# Data supplied:
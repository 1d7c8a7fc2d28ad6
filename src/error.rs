use std::error::Error;
use crate::events::SurfaceRole;

#[derive(Debug)]
pub struct AppError {
    kind: Kind,
    code: u16,
}

impl AppError {
    pub fn new(kind: Kind) -> Self {
        let code = match kind {
            Kind::InvalidFlags => 101,
            Kind::ClassRegistration(role) => 201 + role.index(),
            Kind::WindowCreation(role) => 211 + role.index(),
            Kind::AdapterInvalidParameter => 301,
            Kind::AdapterOutOfMemory => 302,
            Kind::AdapterOpen(_) => 303,
            Kind::UnsupportedPlatform => 401,
        };
        Self { kind, code }
    }

    pub fn kind(&self) -> &Kind {
        &self.kind
    }

    pub fn code(&self) -> u16 {
        self.code
    }

    /// Text shown in the startup diagnostic box.
    pub fn description(&self) -> String {
        match self.kind {
            Kind::InvalidFlags => "Invalid Flags".to_owned(),
            Kind::ClassRegistration(role) => {
                format!("{} Window Registration Failed!", role.label())
            },
            Kind::WindowCreation(role) => {
                format!("{} Window Creation Failed!", role.label())
            },
            Kind::AdapterInvalidParameter => {
                "D3DKMTOpenAdapterFromHdc function received an invalid parameter."
                    .to_owned()
            },
            Kind::AdapterOutOfMemory => {
                "D3DKMTOpenAdapterFromHdc function, kernel ran out of memory."
                    .to_owned()
            },
            Kind::AdapterOpen(status) => {
                format!("D3DKMTOpenAdapterFromHdc failed with status {:#010x}.", status)
            },
            Kind::UnsupportedPlatform => {
                "Vertical blank sync needs a Windows display adapter.".to_owned()
            },
        }
    }
}

impl Error for AppError {}

impl std::fmt::Display for AppError {
    fn fmt(&self, f: &mut std::fmt::Formatter<'_>) -> std::fmt::Result {
        write!(f, "{}:{}", self.code, &self.description())
    }
}

#[derive(Debug, Clone, Copy, PartialEq, Eq)]
pub enum Kind {
    InvalidFlags,
    ClassRegistration(SurfaceRole),
    WindowCreation(SurfaceRole),
    AdapterInvalidParameter,
    AdapterOutOfMemory,
    AdapterOpen(i32),
    UnsupportedPlatform,
}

# Work to complete:
Transcribe the records above exactly, keeping every line.

# Exercise result:
repository 1d7c8a7fc2d28ad6
filename src/error.rs
use std::error::Error;
use crate::events::SurfaceRole;

#[derive(Debug)]
pub struct AppError {
    kind: Kind,
    code: u16,
}

impl AppError {
    pub fn new(kind: Kind) -> Self {
        let code = match kind {
            Kind::InvalidFlags => 101,
            Kind::ClassRegistration(role) => 201 + role.index(),
            Kind::WindowCreation(role) => 211 + role.index(),
            Kind::AdapterInvalidParameter => 301,
            Kind::AdapterOutOfMemory => 302,
            Kind::AdapterOpen(_) => 303,
            Kind::UnsupportedPlatform => 401,
        };
        Self { kind, code }
    }

    pub fn kind(&self) -> &Kind {
        &self.kind
    }

    pub fn code(&self) -> u16 {
        self.code
    }

    /// Text shown in the startup diagnostic box.
    pub fn description(&self) -> String {
        match self.kind {
            Kind::InvalidFlags => "Invalid Flags".to_owned(),
            Kind::ClassRegistration(role) => {
                format!("{} Window Registration Failed!", role.label())
            },
            Kind::WindowCreation(role) => {
                format!("{} Window Creation Failed!", role.label())
            },
            Kind::AdapterInvalidParameter => {
                "D3DKMTOpenAdapterFromHdc function received an invalid parameter."
                    .to_owned()
            },
            Kind::AdapterOutOfMemory => {
                "D3DKMTOpenAdapterFromHdc function, kernel ran out of memory."
                    .to_owned()
            },
            Kind::AdapterOpen(status) => {
                format!("D3DKMTOpenAdapterFromHdc failed with status {:#010x}.", status)
            },
            Kind::UnsupportedPlatform => {
                "Vertical blank sync needs a Windows display adapter.".to_owned()
            },
        }
    }
}

impl Error for AppError {}

impl std::fmt::Display for AppError {
    fn fmt(&self, f: &mut std::fmt::Formatter<'_>) -> std::fmt::Result {
        write!(f, "{}:{}", self.code, &self.description())
    }
}

#[derive(Debug, Clone, Copy, PartialEq, Eq)]
pub enum Kind {
    InvalidFlags,
    ClassRegistration(SurfaceRole),
    WindowCreation(SurfaceRole),
    AdapterInvalidParameter,
    AdapterOutOfMemory,
    AdapterOpen(i32),
    UnsupportedPlatform,
}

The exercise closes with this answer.